- Born: 18 June 1971 London, England
- Died: 12 April 2011 (aged 39) Bur Dubai police station, Dubai, United Arab Emirates
- Cause of death: Disputed
- Criminal status: Deceased (died in police custody)
- Criminal charge: assaulting a Nepalese housekeeper at the Burj Al Arab hotel
- Penalty: None, held in police custody for six days

= Death of Lee Bradley Brown =

2011 death of a British tourist in a Dubai prison

Lee Bradley Brown (18 June 1971 – 12 April 2011) was a British tourist who died in police custody in Dubai, United Arab Emirates. He was arrested by the Dubai Police Force after assaulting a Nepalese housekeeper at the Burj Al Arab hotel where he was staying. After being placed in solitary confinement, he was found dead in his cell six days after he was arrested. The circumstances surrounding his death remain disputed.

==Hotel incident ==
Lee Brown was born in East London on 18 June 1971. He was the third of four children to Doris and Vic Brown. After his family moved to Devon, he went to Kingsteignton Secondary School in Newton Abbot. He resided in Ilford, Essex at the time of his death. In April 2011, Brown took a holiday trip to Dubai, where he stayed at the Burj Al Arab hotel. According to the hotel staff, Brown requested housekeeping to his room and a Nepalese housekeeper was sent. Brown assaulted the housekeeper and attempted to throw her from the balcony. The housekeeper suffered injuries and bruises and had to seek medical treatment.

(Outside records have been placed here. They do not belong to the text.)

//! CLI module providing command-line interface functionality
//!
//! This module handles argument parsing, configuration resolution, and
//! routing to the command handler.

pub mod commands;
pub mod context;
pub mod handlers;

use anyhow::Result;
use clap::Parser;

pub use commands::{Cli, Commands};
pub use context::CliContext;
pub use handlers::CommandHandler;

/// Main CLI application
pub struct CliApp;

impl CliApp {
    /// Parse command line arguments and execute the requested command
    pub fn run() -> Result<()> {
        let cli = Cli::parse();

        CliContext::init_logging(cli.verbose);

        let context = CliContext::new(cli.config, cli.client_id, cli.client_secret, cli.verbose)?;
        let handler = CommandHandler::new(&context)?;

        handler.handle_command(cli.command)
    }
}
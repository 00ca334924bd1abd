//! Plate snapshot functionality for platesnap.
//!
//! This module turns a named plate region into a clipboard payload:
//! - Region resolution by class label (`source_plate`, `dest_plate`)
//! - Off-screen rendering through a host-supplied capability
//! - PNG blob or data-URL payload extraction
//! - Clipboard integration

pub mod clipboard;
pub mod region;
pub mod surface;
pub mod types;

mod dependencies;
mod manager;
mod pipeline;

pub use dependencies::{ClipboardSink, SnapDependencies, SurfaceRenderer};
pub use manager::SnapshotManager;
pub use region::{RegionProvider, StaticRegions};
pub use surface::RasterSurface;
pub use types::{
    ImagePayload, Region, RegionBounds, RegionName, SnapError, SnapOutcome, SnapResult,
    SnapStatus, TransferMode,
};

According to Essam Al Humaidan, the Dubai Public Prosecutor, hotel employees said they were met "violent resistance" when they intervened to prevent Brown from throwing the Nepalese maid off the balcony. According to Lieutenant General Dahi Khalfan Tamim, then the Dubai Chief of Police, Brown resisted arrest, banging his head against a wall and trying to throw himself from the hotel's balcony.

==Arrest and death==
After Brown was arrested he was taken to Bur Dubai police station, officers said he continued to beat on the metal mesh barrier in the patrol car while he was being driven to the police station. He was charged with using abusive language and intimidating behaviour and was denied bail.

Shortly after his arrest, Brown was placed in a cell with other prisoners. Following an altercation with other prisoners he was moved to solitary confinement. According to other prisoners testimonials, Brown was behaving abnormally. He was shouting, swearing, claiming he was “the Muslim Jesus” and that he was abducted by aliens. Brown had taken down his trousers, referred to his genitals, and made rude and inappropriate remarks to the prosecutor. A prisoner said he heard guards say they have beaten Brown.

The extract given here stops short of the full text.